- MATERIAL FOR THE TASK -
#[cfg(test)]
mod tests {
    use super::*;
    use crate::error::ErrorCode;
    use crate::notify::NotifyError;
    use async_trait::async_trait;
    use micks_core::PlanTier;
    use micks_db::{Database, DbConfig, DbError, DbResult};
    use std::time::Duration;
    use tokio::sync::mpsc;

    struct RecordingNotifier(mpsc::UnboundedSender<String>);

    #[async_trait]
    impl Notifier for RecordingNotifier {
        async fn sale_created(&self, sale: &SaleRecord) -> Result<(), NotifyError> {
            let _ = self.0.send(sale.id.clone());
            Ok(())
        }
    }

    struct FailingNotifier;

    #[async_trait]
    impl Notifier for FailingNotifier {
        async fn sale_created(&self, _sale: &SaleRecord) -> Result<(), NotifyError> {
            Err(NotifyError::Timeout(Duration::from_secs(1)))
        }
    }

    /// Store whose backend is gone.
    struct UnavailableStore;

    #[async_trait]
    impl SaleStore for UnavailableStore {
        async fn create(&self, _sale: NewSale) -> DbResult<SaleRecord> {
            Err(DbError::ConnectionFailed("disk gone".into()))
        }
        async fn list(&self, _query: &SaleQuery) -> DbResult<Vec<SaleRecord>> {
            Err(DbError::PoolExhausted)
        }
        async fn get(&self, _id: &str) -> DbResult<SaleRecord> {
            Err(DbError::ConnectionFailed("disk gone".into()))
        }
        async fn update(&self, _id: &str, _update: SaleUpdate) -> DbResult<SaleRecord> {
            Err(DbError::TransactionFailed("locked".into()))
        }
        async fn delete(&self, _id: &str) -> DbResult<()> {
            Err(DbError::QueryFailed("locked".into()))
        }
        async fn find_by_email(&self, _email: &str) -> DbResult<Vec<SaleRecord>> {
            Err(DbError::PoolExhausted)
        }
        async fn count(&self) -> DbResult<u64> {
            Err(DbError::PoolExhausted)
        }
    }

    async fn service(notifier: Arc<dyn Notifier>) -> (SalesService, Database) {
        let db = Database::new(DbConfig::in_memory()).await.unwrap();
        (SalesService::new(db.sale_store(), notifier), db)
    }

    fn request(name: &str, cellphones: i64) -> ContractRequest {
        ContractRequest {
            customer: CustomerInfo {
                name: name.to_string(),
                email: format!("{}@example.com", name.to_lowercase().replace(' ', ".")),
                phone: "(11) 99999-0000".to_string(),
            },
            inventory: InventoryInput {
                cellphones,
                ..Default::default()
            },
        }
    }

    #[tokio::test]
    async fn test_contract_stores_and_notifies() {
        let (tx, mut rx) = mpsc::unbounded_channel();
        let (service, db) = service(Arc::new(RecordingNotifier(tx))).await;

        let record = service.contract(request("Ana Souza", 2)).await.unwrap();
        assert_eq!(record.plan.plan, PlanTier::Bronze);
        assert_eq!(record.customer.name, "Ana Souza");

        let notified = tokio::time::timeout(Duration::from_secs(2), rx.recv())
            .await
            .unwrap()
            .unwrap();
        assert_eq!(notified, record.id);
        assert_eq!(db.sales().count().await.unwrap(), 1);
    }

    #[tokio::test]
    async fn test_contract_succeeds_when_notifier_fails() {
        let (service, db) = service(Arc::new(FailingNotifier)).await;

        let record = service.contract(request("Bruno", 1)).await.unwrap();
        tokio::time::sleep(Duration::from_millis(50)).await;

        assert_eq!(service.get(&record.id).await.unwrap(), record);
        assert_eq!(db.sales().count().await.unwrap(), 1);
    }

    #[tokio::test]
    async fn test_contract_trims_customer_fields() {
        let (service, _db) = service(Arc::new(FailingNotifier)).await;

        let mut req = request("Carla", 0);
        req.customer.name = "  Carla  ".to_string();
        let record = service.contract(req).await.unwrap();
        assert_eq!(record.customer.name, "Carla");
        assert_eq!(record.plan.plan, PlanTier::Prata);
    }

    #[tokio::test]
    async fn test_negative_counts_rejected_without_persisting() {
        let (service, db) = service(Arc::new(FailingNotifier)).await;

        let err = service.contract(request("Ana", -1)).await.unwrap_err();
        assert_eq!(err.code, ErrorCode::ValidationError);
        assert!(err.message.contains("cellphones"));

        let mut bad_email = request("Ana", 1);
        bad_email.customer.email = "not-an-email".to_string();
        assert_eq!(
            service.contract(bad_email).await.unwrap_err().code,
            ErrorCode::ValidationError
        );

        assert_eq!(db.sales().count().await.unwrap(), 0);
    }

    #[tokio::test]
    async fn test_preview_never_persists() {
        let (service, db) = service(Arc::new(FailingNotifier)).await;

        let input = InventoryInput {
            cellphones: 2,
            computers: 1,
            gamer: true,
            ..Default::default()
        };
        let result = service.preview(&input).unwrap();
        assert_eq!(result.plan, PlanTier::Diamante);
        assert_eq!(result.total_weight.to_string(), "4.20");
        assert_eq!(db.sales().count().await.unwrap(), 0);

        let negative = InventoryInput {
            others: -5,
            ..Default::default()
        };
        assert!(service.preview(&negative).is_err());
    }

    #[test]
    fn test_list_params() {
        let params = ListParams {
            name: Some("  ana ".to_string()),
            sort: Some("name".to_string()),
            ..Default::default()
        };
        let query = params.to_query().unwrap();
        assert_eq!(query.name_contains.as_deref(), Some("ana"));
        assert_eq!(query.sort, SaleSort::by(SortKey::Name));

        let empty = ListParams {
            name: Some(String::new()),
            sort: Some(String::new()),
            dir: Some("asc".to_string()),
            ..Default::default()
        };
        let query = empty.to_query().unwrap();
        assert_eq!(query.name_contains, None);
        assert_eq!(query.sort.key, SortKey::CreatedAt);
        assert_eq!(query.sort.direction, SortDirection::Asc);

        let bad = ListParams {
            sort: Some("price".to_string()),
            ..Default::default()
        };
        assert_eq!(bad.to_query().unwrap_err().code, ErrorCode::ValidationError);
    }

    #[tokio::test]
    async fn test_list_filter_and_email_lookup() {
        let (service, _db) = service(Arc::new(FailingNotifier)).await;

        service.contract(request("Ana Souza", 1)).await.unwrap();
        service.contract(request("Bruno", 1)).await.unwrap();
        service.contract(request("Mariana", 1)).await.unwrap();

        let params = ListParams {
            name: Some("ANA".to_string()),
            sort: Some("name".to_string()),
            ..Default::default()
        };
        let names: Vec<_> = service
            .list(&params)
            .await
            .unwrap()
            .into_iter()
            .map(|r| r.customer.name)
            .collect();
        assert_eq!(names, vec!["Ana Souza", "Mariana"]);

        let by_email = ListParams {
            email: Some("BRUNO@example.com".to_string()),
            ..Default::default()
        };
        let found = service.list(&by_email).await.unwrap();
        assert_eq!(found.len(), 1);
        assert_eq!(found[0].customer.name, "Bruno");
    }

    #[tokio::test]
    async fn test_update_and_delete() {
        let (service, _db) = service(Arc::new(FailingNotifier)).await;
        let record = service.contract(request("Ana", 1)).await.unwrap();

        let updated = service
            .update(
                &record.id,
                SaleEdit {
                    inventory: Some(InventoryInput {
                        cellphones: 4,
                        ..Default::default()
                    }),
                    ..Default::default()
                },
            )
            .await
            .unwrap();
        assert_eq!(updated.plan.plan, PlanTier::Diamante);
        assert_eq!(updated.customer, record.customer);

        let bad_edit = SaleEdit {
            inventory: Some(InventoryInput {
                tv_boxes: -1,
                ..Default::default()
            }),
            ..Default::default()
        };
        assert_eq!(
            service.update(&record.id, bad_edit).await.unwrap_err().code,
            ErrorCode::ValidationError
        );

        service.delete(&record.id).await.unwrap();
        assert_eq!(
            service.delete(&record.id).await.unwrap_err().code,
            ErrorCode::NotFound
        );
        assert_eq!(
            service.get("not-a-uuid").await.unwrap_err().code,
            ErrorCode::NotFound
        );
    }

    #[tokio::test]
    async fn test_export_follows_listing() {
        let (service, _db) = service(Arc::new(FailingNotifier)).await;
        service.contract(request("Ana", 1)).await.unwrap();
        service.contract(request("Bruno", 1)).await.unwrap();

        let csv = service
            .export(&ListParams {
                name: Some("bru".to_string()),
                ..Default::default()
            })
            .await
            .unwrap();
        let text = String::from_utf8(csv).unwrap();
        let lines: Vec<_> = text.split("\r\n").filter(|l| !l.is_empty()).collect();
        assert_eq!(lines.len(), 2);
        assert!(lines[0].starts_with("created_at,name,email"));
        assert!(lines[1].contains("Bruno"));
    }

    #[tokio::test]
    async fn test_storage_failure_is_unavailable() {
        let service = SalesService::new(Arc::new(UnavailableStore), Arc::new(FailingNotifier));

        let err = service.contract(request("Ana", 1)).await.unwrap_err();
        assert_eq!(err.code, ErrorCode::StorageUnavailable);
        assert!(!err.message.contains("disk gone"));

        let err = service.list(&ListParams::default()).await.unwrap_err();
        assert_eq!(err.code, ErrorCode::StorageUnavailable);
    }
}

- WHAT TO WORK ON -
All lines in the listing above with the string "crate" should be returned.

- SOLUTION -
    use crate::error::ErrorCode;
    use crate::notify::NotifyError;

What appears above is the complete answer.